Se le cose pensate non si può dire che siano esistenti, sarà vero anche l’inverso, che non si può dire che l’essere sia pensato. È giusta e conseguente la deduzione che “se il pensato non esiste, l’essere non è pensato”. E che le cose pensate non esistano è chiaro: infatti, se il pensato esiste, allora tutte le cose pensate esistono, comunque le si pensino; ciò è contrario all’esperienza, perché non è vero che, se uno pensa un uomo che voli o dei carri che corrano sul mare, ecco che un uomo si mette a volare o dei carri si mettono a correre sul mare.

Sicché non è vero che il pensato esista. Di più se il pensato esiste, il non-esistente non potrà esser pensato, perché ai contrari toccano contrari attributi. Ma ciò è assurdo, perché si pensa anche Scilla e la Chimera e molte altre cose irreali. Dunque l’essere non è pensato.

se anche fosse comprensibile. non è comunicabile agli altri

Posto che le cose esistenti sono visibili e udibili e in genere sensibili e di esse le visibili sono percepibili per mezzo della vista e le udibili per l’udito, e non viceversa, come dunque si potranno esprimere ad un altro? Poiché il mezzo con cui ci esprimiamo è la parola, e la parola non è l’oggetto, la cosa, non è realtà esistente ciò che esprimiamo al nostro vicino, ma solo parola, che è altro dall’oggetto. Al modo stesso dunque che il visibile non può diventare
audibile, e viceversa, così l’essere, in quanto è oggetto esterno a noi, non può diventar la parola, che è in noi. E non essendo parola, non potrà esser manifestato ad altri.  (Sesto Empirico, Contro i matematici, VII, 65 ss.)

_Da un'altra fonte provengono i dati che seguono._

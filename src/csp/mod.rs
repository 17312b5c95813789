//! Constraint satisfaction problem model.
//!
//! Provides the collaborator layer the propagators work against: finite
//! domain variables with revocable pruning, constraints with full-tuple and
//! support checks, and a container indexing constraints by variable.
//!
//! # Key Components
//!
//! - **Variables**: [`Variable`] (original domain, current domain, assignment)
//! - **Constraints**: [`Constraint`] trait, [`AllDifferent`], [`PredicateConstraint`]
//! - **Model**: [`Csp`] (variables, constraints, variable-to-constraint index)
//! - **Instances**: [`RandomCspConfig`] (seeded random binary CSPs)
//!
//! # Design
//!
//! Variables and constraints live in arenas and are referred to by
//! [`VarId`] and [`ConstraintId`]. Support is computed on demand from
//! current domains; no allowed-tuple tables are stored.
//!
//! # References
//!
//! Rossi, van Beek & Walsh (2006), "Handbook of Constraint Programming"

mod constraints;
mod error;
mod model;
mod random;
mod variables;

pub use constraints::{AllDifferent, Constraint, ConstraintId, PredicateConstraint};
pub use error::CspError;
pub use model::Csp;
pub use random::RandomCspConfig;
pub use variables::{Value, VarId, Variable};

Encomio di Elena (clicca per approfondire)

L’encomio tratta della vicenda di Elena che abbandonò il marito, Menelao re di Sparta, e fuggì con Paride a Troia. Questo suo gesto fu il casus belli della famosissima “Guerra di troia”. Gorgia analizza tutte le varie possibilità che hanno spinto la giovine e bella Elena a quel gesto. In tutti i casi (per volere del Caso e degli Dei; rapita per forza; convinta da discorsi eloquenti; per amore), Elena risulta senza colpa. In quanto, – in ognuno dei casi – la sua volontà fu soverchiata e soggiogata da forze superiori delle quali, lei – inerme -, non poteva far nulla.

Epitaffio

“Morti loro, non è morto con loro il rimpianto; ma vive, di loro non più vivi, in noi mortali, immortale.”

Gorgia, in questo sublime epitaffio ai caduti, mette in risalto la scelta “tragica”. Quella contraddittoria e ambivalente strada tra: il rispettare il dono divino della vita e l’adempiere alla difesa e conservazione della polis. Tale passo è un esempio della relatività gnoseologica di Gorgia sul tema della giustizia.